- Episode no.: Season 1 Episode 43
- Directed by: Oscar Whitbread
- Teleplay by: John Warwick
- Based on: Photo Finish by Peter Ustinov
- Original air date: 10 November 1965
- Running time: 60 mins

Episode chronology
| ← Previous "The Bergonzi Hand" | Next → "The Casualties" |

= Photo Finish (Wednesday Theatre) =

"Photo Finish" is a 1965 Australian teleplay based on a play by Peter Ustinov. It screened on ABC and was produced by Oscar Whitbread and starred Frank Thring. "Photo Finish" aired on 10 November 1965 in Melbourne and Sydney.

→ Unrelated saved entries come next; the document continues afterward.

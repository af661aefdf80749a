//! Persistent accessory state, following XDG Base Directory standards.
//!
//! Each accessory keeps one small record, [`SolarConfig`], that survives
//! restarts: the selected period, the offset and whether the trigger is
//! enabled. The record is written through a [`StateStore`] and only committed
//! in memory after the store acknowledges the write.
//!
//! ## Stores
//!
//! - [`JsonFileStore`]: one JSON file per accessory under
//!   `$XDG_STATE_HOME/suncontact/`, replaced atomically on every write
//! - [`MemoryStore`]: volatile store for `--ephemeral` runs and tests

mod file;
mod memory;

use anyhow::Result;
use serde::{Deserialize, Serialize};
use std::path::{Path, PathBuf};

use crate::constants::{CONFIG_DIR_NAME, DEFAULT_ENABLED, DEFAULT_OFFSET_MINUTES};
use crate::error::StoreError;
use crate::geo::SolarPeriod;

pub use file::JsonFileStore;
pub use memory::MemoryStore;

/// The persisted, user-adjustable part of an accessory.
///
/// The scheduler treats this as an immutable snapshot: a change builds a new
/// value, persists it, and only then replaces the old one.
#[derive(Debug, Clone, Copy, PartialEq, Eq, Serialize, Deserialize)]
pub struct SolarConfig {
    /// Index into [`SolarPeriod::ALL`].
    pub period: usize,
    /// Minutes added to the raw event time; negative fires earlier.
    #[serde(rename = "offset")]
    pub offset_minutes: i64,
    /// Whether the trigger is armed at all.
    pub enabled: bool,
}

impl Default for SolarConfig {
    fn default() -> Self {
        Self {
            period: 0,
            offset_minutes: DEFAULT_OFFSET_MINUTES,
            enabled: DEFAULT_ENABLED,
        }
    }
}

impl SolarConfig {
    /// The selected catalog entry, if the index is valid.
    pub fn solar_period(&self) -> Option<SolarPeriod> {
        SolarPeriod::from_index(self.period)
    }

    pub fn with_period(self, period: usize) -> Self {
        Self { period, ..self }
    }

    pub fn with_offset(self, offset_minutes: i64) -> Self {
        Self {
            offset_minutes,
            ..self
        }
    }

    pub fn with_enabled(self, enabled: bool) -> Self {
        Self { enabled, ..self }
    }
}

/// Durable storage for one accessory's [`SolarConfig`].
#[cfg_attr(test, mockall::automock)]
pub trait StateStore {
    /// Last saved configuration, or `default` if nothing was saved yet.
    fn retrieve(&self, default: SolarConfig) -> Result<SolarConfig, StoreError>;

    /// Durably save a configuration snapshot.
    fn store(&mut self, config: &SolarConfig) -> Result<(), StoreError>;
}

/// Get the state directory.
///
/// Uses the explicit override when given, otherwise
/// `$XDG_STATE_HOME/suncontact` (falling back to `~/.local/state/suncontact`).
pub fn get_state_dir(override_dir: Option<&Path>) -> Result<PathBuf> {
    if let Some(dir) = override_dir {
        return Ok(dir.to_path_buf());
    }

    let state_home = std::env::var("XDG_STATE_HOME")
        .map(PathBuf::from)
        .unwrap_or_else(|_| {
            dirs::home_dir()
                .unwrap_or_else(|| PathBuf::from("/tmp"))
                .join(".local/state")
        });

    Ok(state_home.join(CONFIG_DIR_NAME))
}

/// File name for an accessory's state record.
///
/// Display names may contain anything; the file name keeps ASCII letters and
/// digits and turns every other run of characters into a single dash.
pub fn state_file_name(accessory_name: &str) -> String {
    let mut slug = String::with_capacity(accessory_name.len());
    let mut pending_dash = false;

    for ch in accessory_name.chars() {
        if ch.is_ascii_alphanumeric() {
            if pending_dash && !slug.is_empty() {
                slug.push('-');
            }
            pending_dash = false;
            slug.push(ch.to_ascii_lowercase());
        } else {
            pending_dash = true;
        }
    }

    if slug.is_empty() {
        slug.push_str("accessory");
    }
    format!("{slug}.json")
}

#[cfg(test)]
mod tests {
    use super::*;
    use serial_test::serial;

    #[test]
    fn test_persisted_layout_is_flat() {
        let config = SolarConfig {
            period: 6,
            offset_minutes: -15,
            enabled: true,
        };
        let json = serde_json::to_value(config).unwrap();
        assert_eq!(
            json,
            serde_json::json!({ "period": 6, "offset": -15, "enabled": true })
        );
    }

    #[test]
    fn test_with_methods_copy_instead_of_mutating() {
        let original = SolarConfig::default();
        let changed = original.with_offset(30).with_enabled(true).with_period(3);

        assert_eq!(original, SolarConfig::default());
        assert_eq!(changed.offset_minutes, 30);
        assert!(changed.enabled);
        assert_eq!(changed.solar_period(), Some(SolarPeriod::SolarNoon));
    }

    #[test]
    fn test_state_file_name_slugs() {
        assert_eq!(state_file_name("Sunset"), "sunset.json");
        assert_eq!(state_file_name("  Porch light / dusk!"), "porch-light-dusk.json");
        assert_eq!(state_file_name("Ünïcode"), "n-code.json");
        assert_eq!(state_file_name("???"), "accessory.json");
    }

    #[test]
    #[serial]
    fn test_state_dir_respects_xdg_state_home() {
        let original = std::env::var("XDG_STATE_HOME").ok();
        unsafe {
            std::env::set_var("XDG_STATE_HOME", "/tmp/suncontact-state-test");
        }

        let dir = get_state_dir(None).unwrap();
        assert_eq!(dir, PathBuf::from("/tmp/suncontact-state-test/suncontact"));

        let explicit = get_state_dir(Some(Path::new("/srv/state"))).unwrap();
        assert_eq!(explicit, PathBuf::from("/srv/state"));

        unsafe {
            match original {
                Some(value) => std::env::set_var("XDG_STATE_HOME", value),
                None => std::env::remove_var("XDG_STATE_HOME"),
            }
        }
    }
}
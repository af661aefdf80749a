//! Configuration validation.
//!
//! Hard errors stop the daemon before any accessory is created. Values that
//! are legal but probably unintended only produce warnings.

use anyhow::Result;
use std::collections::{HashMap, HashSet};

use super::Config;
use crate::constants::OFFSET_WARNING_MINUTES;
use crate::geo::Location;
use crate::state::state_file_name;

pub fn validate_config(config: &Config) -> Result<()> {
    if config.accessories.is_empty() {
        anyhow::bail!("No accessories configured; add at least one [[accessory]] entry");
    }

    // Display names address bridge writes, file names address saved state
    let mut names: HashSet<&str> = HashSet::new();
    let mut files: HashMap<String, &str> = HashMap::new();

    for (position, accessory) in config.accessories.iter().enumerate() {
        let name = accessory.name.as_str();

        if name.trim().is_empty() {
            anyhow::bail!("Accessory #{} has an empty name", position + 1);
        }

        if !names.insert(name) {
            anyhow::bail!("Accessory name '{name}' is used more than once");
        }

        let file = state_file_name(name);
        if let Some(other) = files.insert(file.clone(), name) {
            anyhow::bail!(
                "Accessories '{other}' and '{name}' would share the state file {file}; rename one"
            );
        }

        if let Some(version) = &accessory.version
            && version.trim().is_empty()
        {
            anyhow::bail!("Accessory '{name}': version must not be empty when given");
        }

        let (latitude, longitude) = (
            accessory.location.latitude(),
            accessory.location.longitude(),
        );
        if let Err(e) = Location::new(latitude, longitude) {
            anyhow::bail!("Accessory '{name}': {e}");
        }

        if let Some(offset) = accessory.offset
            && offset.unsigned_abs() > OFFSET_WARNING_MINUTES.unsigned_abs()
        {
            log_warning!(
                "Accessory '{name}': offset of {offset} minutes is more than a week away from the event"
            );
        }
    }

    Ok(())
}
//! Internals of the Roundabout loop: failure bookkeeping, the ADAPT
//! strategic decision and INTEGRATE plan synthesis.
//!
//! The loop has three states and no terminal state of its own; it is
//! designed to run indefinitely across cycles. A [`StrategicDecision::Halt`]
//! out of ADAPT is what ends an agent's work, and it surfaces as an error
//! to the loop driver, never as a silent stall.

use serde::{Deserialize, Serialize};

use crate::types::{ResourceBudget, ResourceUsage};

/// Classified kind of a recorded failure, inferred from the error text.
#[derive(Debug, Clone, Copy, PartialEq, Eq, Serialize, Deserialize)]
pub enum FailureKind {
    Resource,
    Logic,
    External,
    Timeout,
}

impl FailureKind {
    /// Keyword scan over the failure message. Unrecognized messages are
    /// treated as logic failures.
    pub fn classify(message: &str) -> FailureKind {
        let lower = message.to_lowercase();
        if lower.contains("budget")
            || lower.contains("resource")
            || lower.contains("quota")
            || lower.contains("insufficient")
        {
            FailureKind::Resource
        } else if lower.contains("timeout") || lower.contains("timed out") {
            FailureKind::Timeout
        } else if lower.contains("provider")
            || lower.contains("external")
            || lower.contains("unreachable")
            || lower.contains("api")
        {
            FailureKind::External
        } else {
            FailureKind::Logic
        }
    }
}

/// Severity scaled by the recent failure count.
#[derive(Debug, Clone, Copy, PartialEq, Eq, PartialOrd, Ord, Serialize, Deserialize)]
pub enum FailureSeverity {
    Minor,
    Moderate,
    Critical,
}

impl FailureSeverity {
    pub fn from_count(recent_failures: usize) -> FailureSeverity {
        match recent_failures {
            0 | 1 => FailureSeverity::Minor,
            2 => FailureSeverity::Moderate,
            _ => FailureSeverity::Critical,
        }
    }
}

/// One recorded failure.
#[derive(Debug, Clone, PartialEq, Serialize, Deserialize)]
pub struct FailureRecord {
    pub message: String,
    pub kind: FailureKind,
    pub at_ms: u64,
}

/// Context assembled by ADAPT before the strategic decision.
#[derive(Debug, Clone, PartialEq, Serialize, Deserialize)]
pub struct AdaptationContext {
    pub severity: FailureSeverity,
    pub dominant_kind: Option<FailureKind>,
    pub failure_count: usize,
    pub resources_remaining: bool,
    pub decided_at_ms: u64,
}

/// Binary outcome of the ADAPT phase.
#[derive(Debug, Clone, PartialEq, Eq, Serialize, Deserialize)]
pub enum StrategicDecision {
    Proceed,
    /// Terminal for this agent; the reason names the rule that fired.
    Halt(String),
}

/// Tactical approach synthesized by INTEGRATE.
#[derive(Debug, Clone, Copy, PartialEq, Eq, Serialize, Deserialize)]
pub enum PlanApproach {
    ResourceOptimized,
    AlternativeLogic,
    ConservativeRetry,
}

/// Plan carried back into EMERGE.
#[derive(Debug, Clone, PartialEq, Serialize, Deserialize)]
pub struct TacticalPlan {
    pub approach: PlanApproach,
    pub summary: String,
    pub created_at_ms: u64,
}

/// Inputs to the ADAPT strategic decision.
#[derive(Debug, Clone)]
pub struct AdaptInputs<'a> {
    pub failures: &'a [FailureRecord],
    pub usage: ResourceUsage,
    pub budget: ResourceBudget,
    pub recursion_depth: u32,
    pub max_recursion_depth: u32,
    pub elapsed_ms: u64,
}

/// Fraction of the execution-time budget after which ADAPT halts.
const TIME_BUDGET_HALT_FRACTION: f64 = 0.8;
/// Recorded failures at or above which a critical severity forces a halt.
const CRITICAL_FAILURE_COUNT: usize = 3;

/// Analyze the failure history and decide whether to proceed or halt.
/// Rules are evaluated in order; any match forces the halt.
pub fn strategic_decision(inputs: &AdaptInputs<'_>, now_ms: u64) -> (AdaptationContext, StrategicDecision) {
    let severity = FailureSeverity::from_count(inputs.failures.len());
    let dominant_kind = dominant_failure_kind(inputs.failures);
    let resources_remaining = !inputs.usage.exhausts(&inputs.budget);
    let context = AdaptationContext {
        severity,
        dominant_kind,
        failure_count: inputs.failures.len(),
        resources_remaining,
        decided_at_ms: now_ms,
    };

    // (a) Resource budget exhausted.
    if !resources_remaining {
        return (context, StrategicDecision::Halt("resource budget exhausted".to_string()));
    }
    // (b) Repeated failure at critical severity.
    if inputs.failures.len() >= CRITICAL_FAILURE_COUNT && severity == FailureSeverity::Critical {
        return (
            context,
            StrategicDecision::Halt(format!(
                "{} recorded failures at critical severity",
                inputs.failures.len()
            )),
        );
    }
    // (c) Recursion depth within one of the configured maximum.
    if inputs.recursion_depth + 1 >= inputs.max_recursion_depth {
        return (
            context,
            StrategicDecision::Halt(format!(
                "recursion depth {} within one of maximum {}",
                inputs.recursion_depth, inputs.max_recursion_depth
            )),
        );
    }
    // (d) Elapsed wall-clock time beyond 80% of the execution-time budget.
    let time_ceiling = (inputs.budget.max_execution_time_ms as f64 * TIME_BUDGET_HALT_FRACTION) as u64;
    if inputs.elapsed_ms > time_ceiling {
        return (
            context,
            StrategicDecision::Halt(format!(
                "elapsed {}ms beyond {}ms of the execution-time budget",
                inputs.elapsed_ms, time_ceiling
            )),
        );
    }

    (context, StrategicDecision::Proceed)
}

/// Most frequent failure kind in the history, later entries breaking ties.
fn dominant_failure_kind(failures: &[FailureRecord]) -> Option<FailureKind> {
    let kinds = [
        FailureKind::Resource,
        FailureKind::Logic,
        FailureKind::External,
        FailureKind::Timeout,
    ];
    let mut best: Option<(FailureKind, usize)> = None;
    for kind in kinds {
        let count = failures.iter().filter(|f| f.kind == kind).count();
        if count > 0 && best.map(|(_, c)| count >= c).unwrap_or(true) {
            best = Some((kind, count));
        }
    }
    best.map(|(kind, _)| kind)
}

/// Synthesize a new tactical approach from the stored adaptation context.
/// Resource-constrained failure histories bias toward a resource-optimized
/// approach, logic failures toward an alternative-logic approach, anything
/// else toward a conservative retry.
pub fn synthesize_plan(context: &AdaptationContext, now_ms: u64) -> TacticalPlan {
    let approach = match context.dominant_kind {
        Some(FailureKind::Resource) => PlanApproach::ResourceOptimized,
        Some(FailureKind::Logic) => PlanApproach::AlternativeLogic,
        _ => PlanApproach::ConservativeRetry,
    };
    let summary = match approach {
        PlanApproach::ResourceOptimized => {
            "reduce per-step cost and prefer cached results".to_string()
        }
        PlanApproach::AlternativeLogic => {
            "retry the step along an alternative decomposition".to_string()
        }
        PlanApproach::ConservativeRetry => "retry the step with unchanged tactics".to_string(),
    };
    TacticalPlan {
        approach,
        summary,
        created_at_ms: now_ms,
    }
}
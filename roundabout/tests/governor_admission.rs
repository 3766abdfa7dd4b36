//! End-to-end admission-control scenarios against a fresh governor.

use std::sync::Arc;

use roundabout::{
    AgencyError, AgentFactory, AgentRole, ApprovalRequest, BreakerStatus, ConfigurationProfile,
    DenialReason, ManualClock, MemoryEventLog, OperationKind, QuotaTier, ResourceBudget,
    ResourceGovernor, ResourceUsage, StubLlmProvider, SystemConfig, SystemTempo,
};

struct Harness {
    governor: Arc<ResourceGovernor>,
    factory: AgentFactory,
    clock: Arc<ManualClock>,
    events: Arc<MemoryEventLog>,
}

fn harness(config: SystemConfig) -> Harness {
    let clock = Arc::new(ManualClock::new(1_700_000_000_000));
    let events = Arc::new(MemoryEventLog::default());
    let governor = Arc::new(ResourceGovernor::new(
        config.clone(),
        clock.clone(),
        events.clone(),
    ));
    let factory = AgentFactory::new(
        governor.clone(),
        Arc::new(StubLlmProvider::new()),
        events.clone(),
        clock.clone(),
        Arc::new(config),
    );
    Harness {
        governor,
        factory,
        clock,
        events,
    }
}

fn seeded_config() -> SystemConfig {
    SystemConfig {
        rng_seed: Some(7),
        ..SystemConfig::default()
    }
}

#[tokio::test]
async fn third_clone_crosses_the_parent_budget_threshold() {
    // Spawn attributions are large one-off costs; a generous baseline keeps
    // the cost-spike and tempo machinery quiet so the budget threshold is
    // the only gate in play.
    let h = harness(SystemConfig {
        cost_baseline: 1_000.0,
        rng_seed: Some(7),
        ..SystemConfig::default()
    });
    let parent_budget = ResourceBudget {
        max_calls: 10,
        max_compute_units: 100,
        max_storage_bytes: 1024,
        max_execution_time_ms: 30_000,
    };
    let root = h.factory.create_agent(
        "user-1",
        AgentRole::Coordinator,
        "stress the admission gate",
        "spawn workers",
        ConfigurationProfile {
            resource_budget: Some(parent_budget),
            ..ConfigurationProfile::default()
        },
    );

    // Fixed per-clone budget: three of these cross 90% of the parent's
    // call budget, two stay under it.
    let child_profile = || ConfigurationProfile {
        resource_budget: Some(ResourceBudget {
            max_calls: 4,
            max_compute_units: 35,
            max_storage_bytes: 300,
            max_execution_time_ms: 9_000,
        }),
        ..ConfigurationProfile::default()
    };

    let first = root.spawn_child(child_profile(), "worker one").await;
    assert!(first.is_ok());
    let second = root.spawn_child(child_profile(), "worker two").await;
    assert!(second.is_ok());

    let third = root.spawn_child(child_profile(), "worker three").await;
    match third {
        Err(AgencyError::ApprovalDenied(DenialReason::BudgetInsufficient {
            dimension,
            projected,
            limit,
        })) => {
            assert_eq!(dimension, "calls");
            assert_eq!(projected, 12);
            assert_eq!(limit, 9);
        }
        other => panic!("expected a budget denial, got {:?}", other.map(|a| a.id().clone())),
    }

    // The denial is terminal for the operation only; the agent stays alive.
    assert!(root.is_active());
    assert_eq!(root.child_count(), 2);
}

#[tokio::test]
async fn five_errors_trip_the_breaker_for_every_agent() {
    let h = harness(seeded_config());
    let a = h.factory.create_agent(
        "user-1",
        AgentRole::Core,
        "goal",
        "task a",
        ConfigurationProfile::default(),
    );
    let b = h.factory.create_agent(
        "user-2",
        AgentRole::Core,
        "goal",
        "task b",
        ConfigurationProfile::default(),
    );

    for _ in 0..5 {
        h.governor.record_error(a.id(), "step exploded").await;
    }
    assert_eq!(h.governor.breaker_info().status, BreakerStatus::Open);

    // The breaker is global: agent B is denied too, with a reason that
    // names the breaker.
    let denied = h
        .governor
        .request_approval(ApprovalRequest {
            agent_id: b.id().clone(),
            operation: OperationKind::LlmCall,
            estimate: ResourceUsage::default(),
        })
        .await
        .unwrap();
    assert!(!denied.approved);
    let reason = denied.reason.expect("denial carries a reason");
    assert!(matches!(reason, DenialReason::CircuitBreakerOpen));
    assert!(reason.to_string().contains("circuit breaker"));

    // After the cooldown the breaker sits half-open, and the configured
    // number of successful admissions closes it again.
    h.clock.advance(h.governor.config().breaker_cooldown_ms + 1);
    assert_eq!(h.governor.breaker_info().status, BreakerStatus::HalfOpen);

    for _ in 0..h.governor.config().breaker_success_threshold {
        let decision = h
            .governor
            .request_approval(ApprovalRequest {
                agent_id: b.id().clone(),
                operation: OperationKind::MemoryAccess,
                estimate: ResourceUsage::default(),
            })
            .await
            .unwrap();
        assert!(decision.approved);
    }
    assert_eq!(h.governor.breaker_info().status, BreakerStatus::Closed);
}

#[tokio::test]
async fn tempo_degrades_stepwise_and_gates_by_operation() {
    // Keep the breaker out of the way so the tempo ladder is observable
    // on its own.
    let config = SystemConfig {
        error_rate_threshold: 0.99,
        min_error_samples: 1_000,
        rng_seed: Some(7),
        ..SystemConfig::default()
    };
    let h = harness(config);
    let agent = h.factory.create_agent(
        "user-1",
        AgentRole::Core,
        "goal",
        "task",
        ConfigurationProfile::default(),
    );

    assert_eq!(h.governor.tempo(), SystemTempo::HighPerformance);
    h.governor.record_error(agent.id(), "first").await;
    assert_eq!(h.governor.tempo(), SystemTempo::LowIntensity);
    h.governor.record_error(agent.id(), "second").await;
    assert_eq!(h.governor.tempo(), SystemTempo::Sleep);

    // Sleep denies everything except memory access.
    let denied = h
        .governor
        .request_approval(ApprovalRequest {
            agent_id: agent.id().clone(),
            operation: OperationKind::ExternalApi,
            estimate: ResourceUsage::default(),
        })
        .await
        .unwrap();
    assert!(matches!(
        denied.reason,
        Some(DenialReason::TempoAsleep { operation: OperationKind::ExternalApi })
    ));

    let memory = h
        .governor
        .request_approval(ApprovalRequest {
            agent_id: agent.id().clone(),
            operation: OperationKind::MemoryAccess,
            estimate: ResourceUsage::default(),
        })
        .await
        .unwrap();
    assert!(memory.approved);

    // Quiet operation drives the error rate under the recovery threshold;
    // the tempo relaxes one step at a time.
    for _ in 0..30 {
        h.governor
            .update_resource_usage(agent.id(), &ResourceUsage::default())
            .await
            .unwrap();
    }
    assert_eq!(h.governor.tempo(), SystemTempo::HighPerformance);

    let tempo_shifts = h.events.of_kind(roundabout::EventKind::TempoShift);
    let details: Vec<&str> = tempo_shifts.iter().map(|e| e.detail.as_str()).collect();
    assert_eq!(
        details,
        vec![
            "high-performance -> low-intensity",
            "low-intensity -> sleep",
            "sleep -> low-intensity",
            "low-intensity -> high-performance",
        ]
    );
}

#[tokio::test]
async fn quota_violations_name_every_exceeded_limit() {
    let h = harness(seeded_config());
    let agent = h.factory.create_agent(
        "user-q",
        AgentRole::Core,
        "goal",
        "task",
        ConfigurationProfile {
            resource_budget: Some(ResourceBudget {
                max_calls: 10_000,
                max_compute_units: 100_000,
                max_storage_bytes: 1 << 30,
                max_execution_time_ms: 1 << 30,
            }),
            ..ConfigurationProfile::default()
        },
    );

    // Burn past the free-tier hourly call and compute limits in one update.
    h.governor
        .update_resource_usage(
            agent.id(),
            &ResourceUsage {
                calls: 60,
                compute_units: 1_500,
                ..Default::default()
            },
        )
        .await
        .unwrap();

    let violations = h.governor.check_user_quotas(&"user-q".to_string());
    let limits: Vec<&str> = violations.iter().map(|v| v.limit.as_str()).collect();
    assert!(limits.contains(&"llm_calls_per_hour"));
    assert!(limits.contains(&"compute_units_per_hour"));

    let denied = h
        .governor
        .request_approval(ApprovalRequest {
            agent_id: agent.id().clone(),
            operation: OperationKind::LlmCall,
            estimate: ResourceUsage {
                calls: 1,
                ..Default::default()
            },
        })
        .await
        .unwrap();
    match denied.reason {
        Some(DenialReason::QuotaViolation(details)) => {
            assert!(details.iter().any(|d| d.limit == "llm_calls_per_hour"));
        }
        other => panic!("expected quota denial, got {:?}", other),
    }

    // A tier upgrade is enough to get admitted again.
    h.governor
        .set_user_tier(&"user-q".to_string(), QuotaTier::Premium);
    let approved = h
        .governor
        .request_approval(ApprovalRequest {
            agent_id: agent.id().clone(),
            operation: OperationKind::LlmCall,
            estimate: ResourceUsage {
                calls: 1,
                ..Default::default()
            },
        })
        .await
        .unwrap();
    assert!(approved.approved);
}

Thring played the role on stage the year before.

It was part of Wednesday Theatre. Australian TV drama was relatively rare at the time.

==Plot==
A writer is visited by ghosts from his past – himself at the ages of twenty, forty, and sixty.

==Cast==
- Frank Thring as Sam Kinsale, aged 80
- Elspeth Ballantyne
- Michael Duffield as the father
- Beverley Dunn as the mother
- Norman Ettling as the 40 year old
- Patricia Kennedy as Stella, the wife
- Patsy King
- Stanley Walsh as the 20 year old
- Raymond Westwell as the 60 year old

==Production==
A version of the play had been performed on ABC the previous year.

==Reception==
The Age said Thring "gave a striking performance" and praised the "sparkling dialogue".

The Sydney Morning Herald called it "excellent".